Chefe de polícia de Londres resiste a pressão e se recusa a sair

quarta-feira, 7 de novembro de 2007 13:43 BRST
 

Por Michael Holden

LONDRES (Reuters) - O chefe da polícia londrina, Ian Blair, reafirmou na quarta-feira que vai continuar no cargo, apesar das pressões por sua demissão pela morte do brasileiro Jean Charles de Menezes, confundido com um homem-bomba em julho de 2005.

Numa reunião da Assembléia de Londres, o comissário da Polícia Metropolitana insistiu que conta com o apoio dos moradores da capital e de seus próprios oficiais.

A Assembléia, que é formada por políticos locais, aprovou no entanto uma medida pedindo que Blair "analise sua posição e renuncie", embora não tenha poderes para tirá-lo do cargo.

"Só quero continuar fazendo meu trabalho e é isso que vou fazer", disse Blair à Assembléia, afirmando que parte da pressão por sua demissão vem de "outras forças." "Já declarei minha posição", afirmou. "Se vocês tiverem o poder de me derrubar, vão em frente."

O papel de Blair no incidente foi se transformando cada vez mais numa questão política. Conservadores e liberal-democratas pressionam por sua queda, mas o primeiro-ministro Gordon Brown, trabalhista, o apóia incondicionalmente.

As divergências políticas ficaram claras no interrogatório quase hostil de que Blair foi alvo por parte de membros conservadores da Assembléia.
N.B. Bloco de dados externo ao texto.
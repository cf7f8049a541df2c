//! Field name formatting between the client convention and internal names.
//!
//! Internal names are always snake_case. Clients talk camelCase, PascalCase,
//! snake_case or whatever a custom function produces. Payload formatting is
//! schema-guided: keys of typed containers are translated, keys of untyped
//! maps belong to the client and are passed through untouched at every depth.

use std::fmt;
use std::sync::Arc;

use heck::{ToLowerCamelCase, ToSnakeCase, ToUpperCamelCase};
use rpcshape_shared::FieldCase;
use serde_json::{Map, Value as Json};

use crate::error::{Result, RpcError};
use crate::registry::ResourceRegistry;
use crate::schema::{FieldType, TypedField, UnionMember, UnionStorage};

type FormatFn = dyn Fn(&str, &[String]) -> String + Send + Sync;

/// User supplied naming function plus the fixed extra arguments it is called with.
#[derive(Clone)]
pub struct CustomFormatter {
    func: Arc<FormatFn>,
    args: Vec<String>,
}

impl CustomFormatter {
    pub fn new<F>(func: F, args: Vec<String>) -> Self
    where
        F: Fn(&str, &[String]) -> String + Send + Sync + 'static,
    {
        Self {
            func: Arc::new(func),
            args,
        }
    }

    pub fn apply(&self, name: &str) -> String {
        (self.func)(name, &self.args)
    }
}

impl fmt::Debug for CustomFormatter {
    fn fmt(&self, f: &mut fmt::Formatter<'_>) -> fmt::Result {
        f.debug_struct("CustomFormatter")
            .field("args", &self.args)
            .finish_non_exhaustive()
    }
}

#[derive(Debug, Clone)]
pub enum FieldFormatter {
    CamelCase,
    PascalCase,
    SnakeCase,
    Custom(CustomFormatter),
}

impl From<FieldCase> for FieldFormatter {
    fn from(case: FieldCase) -> Self {
        match case {
            FieldCase::CamelCase => FieldFormatter::CamelCase,
            FieldCase::PascalCase => FieldFormatter::PascalCase,
            FieldCase::SnakeCase => FieldFormatter::SnakeCase,
        }
    }
}

/// Which way a payload is travelling.
#[derive(Debug, Clone, Copy, PartialEq, Eq)]
pub enum Direction {
    /// Client keys to internal names
    Input,
    /// Internal names to client keys
    Output,
}

impl FieldFormatter {
    /// Client-facing name to internal name.
    pub fn to_internal(&self, name: &str) -> String {
        match self {
            FieldFormatter::Custom(custom) => custom.apply(name),
            _ => name.to_snake_case(),
        }
    }

    /// Internal name to client-facing name.
    pub fn to_external(&self, name: &str) -> String {
        match self {
            FieldFormatter::CamelCase => name.to_lower_camel_case(),
            FieldFormatter::PascalCase => name.to_upper_camel_case(),
            FieldFormatter::SnakeCase => name.to_snake_case(),
            FieldFormatter::Custom(custom) => custom.apply(name),
        }
    }

    /// Format each segment of an internal dotted path.
    pub fn to_external_path(&self, path: &str) -> String {
        path.split('.')
            .map(|segment| self.to_external(segment))
            .collect::<Vec<_>>()
            .join(".")
    }

    /// Output key of a typed field: its client name when declared, else formatted.
    pub fn external_field_name(&self, field: &TypedField) -> String {
        field
            .client_name
            .clone()
            .unwrap_or_else(|| self.to_external(&field.name))
    }

    /// Resolve a client key against a typed field set.
    pub fn find_typed_field<'f>(&self, fields: &'f [TypedField], key: &str) -> Option<&'f TypedField> {
        if let Some(field) = fields
            .iter()
            .find(|f| f.client_name.as_deref() == Some(key))
        {
            return Some(field);
        }
        let internal = self.to_internal(key);
        fields
            .iter()
            .find(|f| f.client_name.is_none() && (f.name == internal || f.name == key))
    }

    /// Format every key of `value` that `ty` declares, recursively.
    ///
    /// `None` and untyped maps return `value` unchanged, nested content included.
    pub fn format_payload(
        &self,
        value: &Json,
        ty: Option<&FieldType>,
        direction: Direction,
        registry: &ResourceRegistry,
    ) -> Result<Json> {
        PayloadWalker {
            formatter: self,
            direction,
            registry,
        }
        .walk(value, ty, "")
    }
}

struct PayloadWalker<'a> {
    formatter: &'a FieldFormatter,
    direction: Direction,
    registry: &'a ResourceRegistry,
}

impl<'a> PayloadWalker<'a> {
    fn walk(&self, value: &Json, ty: Option<&FieldType>, path: &str) -> Result<Json> {
        let Some(ty) = ty else {
            return Ok(value.clone());
        };

        match (ty, value) {
            (FieldType::Array { item }, Json::Array(items)) => items
                .iter()
                .map(|item_value| self.walk(item_value, Some(item), path))
                .collect::<Result<Vec<_>>>()
                .map(Json::Array),
            (FieldType::Embedded { resource } | FieldType::Resource { resource }, Json::Object(map)) => {
                self.walk_resource(resource, map, path)
            }
            (FieldType::Union { union }, Json::Object(map)) => {
                if union.storage == UnionStorage::MapWithTag {
                    return match self.tagged_member(union.members.as_slice(), map) {
                        Some(member) => self.walk(value, Some(&member.ty), path),
                        None => Ok(value.clone()),
                    };
                }
                self.walk_union_envelope(union.members.as_slice(), map, path, value)
            }
            (typed, Json::Object(map)) => match typed.typed_fields() {
                Some(fields) => self.walk_typed(fields, map, path),
                None => Ok(value.clone()),
            },
            _ => Ok(value.clone()),
        }
    }

    fn walk_typed(&self, fields: &[TypedField], map: &Map<String, Json>, path: &str) -> Result<Json> {
        let mut out = Map::with_capacity(map.len());
        for (key, entry) in map {
            let key_path = self.check_key(key, path)?;
            let (new_key, field_ty) = match self.direction {
                Direction::Input => match self.formatter.find_typed_field(fields, key) {
                    Some(field) => (field.name.clone(), Some(&field.ty)),
                    None => (self.formatter.to_internal(key), None),
                },
                Direction::Output => match fields.iter().find(|f| &f.name == key) {
                    Some(field) => (self.formatter.external_field_name(field), Some(&field.ty)),
                    None => (self.formatter.to_external(key), None),
                },
            };
            out.insert(new_key, self.walk(entry, field_ty, &key_path)?);
        }
        Ok(Json::Object(out))
    }

    fn walk_resource(&self, resource: &str, map: &Map<String, Json>, path: &str) -> Result<Json> {
        let attributes = self
            .registry
            .resource(resource)
            .map(|r| r.attributes.as_slice())
            .unwrap_or_default();

        let mut out = Map::with_capacity(map.len());
        for (key, entry) in map {
            let key_path = self.check_key(key, path)?;
            let new_key = match self.direction {
                Direction::Input => self.formatter.to_internal(key),
                Direction::Output => self.formatter.to_external(key),
            };
            let internal = match self.direction {
                Direction::Input => new_key.as_str(),
                Direction::Output => key.as_str(),
            };
            let attr_ty = attributes.iter().find(|a| a.name == internal).map(|a| &a.ty);
            out.insert(new_key, self.walk(entry, attr_ty, &key_path)?);
        }
        Ok(Json::Object(out))
    }

    /// `{tag: payload}` with a single declared member tag
    fn walk_union_envelope(
        &self,
        members: &[UnionMember],
        map: &Map<String, Json>,
        path: &str,
        original: &Json,
    ) -> Result<Json> {
        if map.len() != 1 {
            return Ok(original.clone());
        }
        let Some((key, payload)) = map.iter().next() else {
            return Ok(original.clone());
        };
        let key_path = self.check_key(key, path)?;
        let internal = match self.direction {
            Direction::Input => self.formatter.to_internal(key),
            Direction::Output => key.clone(),
        };
        let Some(member) = members.iter().find(|m| m.name == internal) else {
            return Ok(original.clone());
        };
        let new_key = match self.direction {
            Direction::Input => member.name.clone(),
            Direction::Output => self.formatter.to_external(&member.name),
        };
        let mut out = Map::with_capacity(1);
        out.insert(new_key, self.walk(payload, Some(&member.ty), &key_path)?);
        Ok(Json::Object(out))
    }

    /// Member whose `(key, value)` tag appears in a map-with-tag payload.
    fn tagged_member<'m>(
        &self,
        members: &'m [UnionMember],
        map: &Map<String, Json>,
    ) -> Option<&'m UnionMember> {
        members.iter().find(|member| {
            let Some((tag_key, tag_value)) = &member.tag else {
                return false;
            };
            map.iter().any(|(key, value)| {
                let internal = match self.direction {
                    Direction::Input => self.formatter.to_internal(key),
                    Direction::Output => key.clone(),
                };
                (&internal == tag_key || key == tag_key) && value.as_str() == Some(tag_value.as_str())
            })
        })
    }

    fn check_key(&self, key: &str, path: &str) -> Result<String> {
        if key.trim().is_empty() {
            return Err(RpcError::FieldNormalization {
                path: if path.is_empty() { "<root>".into() } else { path.to_string() },
                reason: "field names must be non-empty strings".into(),
            });
        }
        Ok(if path.is_empty() {
            key.to_string()
        } else {
            format!("{path}.{key}")
        })
    }
}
Eles lhe perguntaram se a posição dele é sustentável mesmo depois da condenação da força policial no caso.

O eletricista brasileiro de 27 anos recebeu sete tiros na cabeça ao embarcar num trem do metrô no sul de Londres, no dia 22 de julho de 2005, um dia depois de um frustrado ataque a bomba contra o sistema de transporte londrino, que imitava a ação que matara 52 pessoas duas semanas antes.

A polícia londrina foi condenada a pagar uma multa de 175 mil libras por colocar o público em perigo quando atirou, além de ter de pagar custas processuais no valor de 385 mil libras, veredicto do qual, segundo Blair, a polícia não vai recorrer.
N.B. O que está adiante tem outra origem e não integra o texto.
//! Configuration management for rpcshape components

use config::{Config, ConfigError, Environment, File};
use serde::{Deserialize, Serialize};
use std::collections::HashSet;
use std::path::Path;

/// Main configuration structure for rpcshape
#[derive(Debug, Clone, Serialize, Deserialize)]
pub struct RpcShapeConfig {
    /// Client-facing field name conventions
    pub formatting: FormattingConfig,

    /// RPC actions exposed to clients
    #[serde(default)]
    pub actions: Vec<RpcActionConfig>,

    /// Observability configuration
    pub observability: ObservabilityConfig,
}

/// Casing convention for client-facing field names.
#[derive(Debug, Clone, Copy, PartialEq, Eq, Serialize, Deserialize)]
#[serde(rename_all = "snake_case")]
pub enum FieldCase {
    CamelCase,
    PascalCase,
    SnakeCase,
}

#[derive(Debug, Clone, Serialize, Deserialize)]
pub struct FormattingConfig {
    /// Convention clients use for request keys
    pub input_field_formatter: FieldCase,

    /// Convention used for response keys and error paths
    pub output_field_formatter: FieldCase,
}

#[derive(Debug, Clone, Serialize, Deserialize)]
pub struct RpcActionConfig {
    /// Name clients call
    pub name: String,

    /// Resource the action belongs to
    pub resource: String,

    /// Action name on the resource
    pub action: String,

    /// Dotted load paths clients may request; everything else is rejected
    #[serde(default)]
    pub allow_only_loads: Option<Vec<String>>,

    /// Dotted load paths clients may never request
    #[serde(default)]
    pub deny_loads: Option<Vec<String>>,
}

#[derive(Debug, Clone, Serialize, Deserialize)]
pub struct ObservabilityConfig {
    /// Logging configuration
    pub logging: LoggingConfig,

    /// Metrics configuration
    pub metrics: MetricsConfig,
}

#[derive(Debug, Clone, Serialize, Deserialize)]
pub struct LoggingConfig {
    /// Log level (trace, debug, info, warn, error)
    pub level: String,

    /// Log format (json or pretty)
    pub format: String,
}

#[derive(Debug, Clone, Serialize, Deserialize)]
pub struct MetricsConfig {
    /// Enable metrics collection
    pub enabled: bool,

    /// Prometheus metrics bind address
    pub bind_address: String,
}

impl Default for RpcShapeConfig {
    fn default() -> Self {
        Self {
            formatting: FormattingConfig {
                input_field_formatter: FieldCase::CamelCase,
                output_field_formatter: FieldCase::CamelCase,
            },
            actions: Vec::new(),
            observability: ObservabilityConfig {
                logging: LoggingConfig {
                    level: "info".to_string(),
                    format: "json".to_string(),
                },
                metrics: MetricsConfig {
                    enabled: false,
                    bind_address: "0.0.0.0:9090".to_string(),
                },
            },
        }
    }
}

impl RpcShapeConfig {
    /// Load configuration from file and environment variables
    pub fn load() -> Result<Self, ConfigError> {
        Self::load_from_file("rpcshape.toml")
    }

    /// Load configuration from a specific file
    pub fn load_from_file<P: AsRef<Path>>(path: P) -> Result<Self, ConfigError> {
        let mut builder =
            Config::builder().add_source(Config::try_from(&RpcShapeConfig::default())?);

        if path.as_ref().exists() {
            builder = builder.add_source(File::from(path.as_ref()));
        }

        // Environment wins over the file
        let config: Self = builder
            .add_source(Environment::with_prefix("RPCSHAPE").separator("__"))
            .build()?
            .try_deserialize()?;
        config.validate()?;
        Ok(config)
    }

    /// Load configuration from environment variables only
    pub fn load_from_env() -> Result<Self, ConfigError> {
        let config: Self = Config::builder()
            .add_source(Config::try_from(&RpcShapeConfig::default())?)
            .add_source(Environment::with_prefix("RPCSHAPE").separator("__"))
            .build()?
            .try_deserialize()?;
        config.validate()?;
        Ok(config)
    }

    /// Reject action declarations that cannot be served.
    pub fn validate(&self) -> Result<(), ConfigError> {
        let mut names = HashSet::new();
        for action in &self.actions {
            if !names.insert(action.name.as_str()) {
                return Err(ConfigError::Message(format!(
                    "rpc action `{}` is declared more than once",
                    action.name
                )));
            }
            if action.allow_only_loads.is_some() && action.deny_loads.is_some() {
                return Err(ConfigError::Message(format!(
                    "rpc action `{}` declares both allow_only_loads and deny_loads",
                    action.name
                )));
            }
        }
        Ok(())
    }
}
Blair admitiu que já cometeu erros, mas disse que seria "absolutamente irresponsável" de sua parte renunciar por causa do episódio, pois isso deixaria seu sucessor numa situação impraticável. "Se um comissário for forçado a deixar o cargo pela pressão da mídia ou da política, na vez seguinte será ainda mais fácil", disse ele.
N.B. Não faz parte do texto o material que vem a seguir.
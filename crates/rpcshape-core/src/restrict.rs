//! Per-action allow/deny lists over the resolved load tree.

use rpcshape_shared::RpcActionConfig;
use tracing::debug;

use crate::error::{Result, RpcError};
use crate::fields::LoadEntry;
use crate::formatter::FieldFormatter;

#[derive(Debug, Clone, PartialEq, Eq)]
pub enum LoadRestriction {
    /// Only these dotted paths (and their ancestors) may be loaded
    AllowOnly(Vec<String>),
    /// These dotted paths and everything beneath them are refused
    Deny(Vec<String>),
}

impl LoadRestriction {
    /// Restriction declared by an action, if any. Configuration validation
    /// guarantees at most one list is set.
    pub fn from_config(config: &RpcActionConfig) -> Option<Self> {
        match (&config.allow_only_loads, &config.deny_loads) {
            (Some(allow), _) => Some(LoadRestriction::AllowOnly(allow.clone())),
            (None, Some(deny)) => Some(LoadRestriction::Deny(deny.clone())),
            (None, None) => None,
        }
    }

    /// Check every requested load path, reporting all violations at once.
    ///
    /// Paths are internal dotted names; the error lists them in client form.
    pub fn check(&self, load: &[LoadEntry], formatter: &FieldFormatter) -> Result<()> {
        let mut paths = Vec::new();
        collect_paths(load, "", &mut paths);

        let violations: Vec<String> = paths
            .iter()
            .filter(|path| !self.permits(path))
            .map(|path| formatter.to_external_path(path))
            .collect();

        debug!(
            checked = paths.len(),
            violations = violations.len(),
            "checked load restrictions"
        );

        if violations.is_empty() {
            return Ok(());
        }
        Err(match self {
            LoadRestriction::AllowOnly(_) => RpcError::LoadNotAllowed { paths: violations },
            LoadRestriction::Deny(_) => RpcError::LoadDenied { paths: violations },
        })
    }

    fn permits(&self, path: &str) -> bool {
        match self {
            LoadRestriction::AllowOnly(allowed) => allowed
                .iter()
                .any(|entry| entry == path || is_beneath(entry, path)),
            LoadRestriction::Deny(denied) => !denied
                .iter()
                .any(|entry| entry == path || is_beneath(path, entry)),
        }
    }
}

/// `path` lies strictly under `ancestor`.
fn is_beneath(path: &str, ancestor: &str) -> bool {
    path.strip_prefix(ancestor)
        .is_some_and(|rest| rest.starts_with('.'))
}

/// Dotted paths of everything actually loaded: relationships, calculations
/// and aggregates. Embedded and union entries only contribute a prefix.
fn collect_paths(load: &[LoadEntry], prefix: &str, out: &mut Vec<String>) {
    for entry in load {
        let path = if prefix.is_empty() {
            entry.name().to_string()
        } else {
            format!("{prefix}.{}", entry.name())
        };
        match entry {
            LoadEntry::Field { .. } => out.push(path),
            LoadEntry::Calculation { load, .. } | LoadEntry::Relationship { load, .. } => {
                out.push(path.clone());
                collect_paths(load, &path, out);
            }
            LoadEntry::Nested { load, .. } => collect_paths(load, &path, out),
            LoadEntry::Union { members, .. } => {
                for member in members {
                    collect_paths(&member.load, &format!("{path}.{}", member.tag), out);
                }
            }
        }
    }
}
Na quinta-feira será publicado um esperado relatório sobre a morte do brasileiro elaborado pela Comissão de Queixas contra a Polícia, o que deve colocar Blair de novo na berlinda. É quase certo que ele seja submetido a uma moção de desconfiança pela Autoridade da Polícia Metropolitana, que supervisiona a força londrina. "Espero e não creio que a maioria dos membros da Autoridade queira que isso aconteça", disse Blair.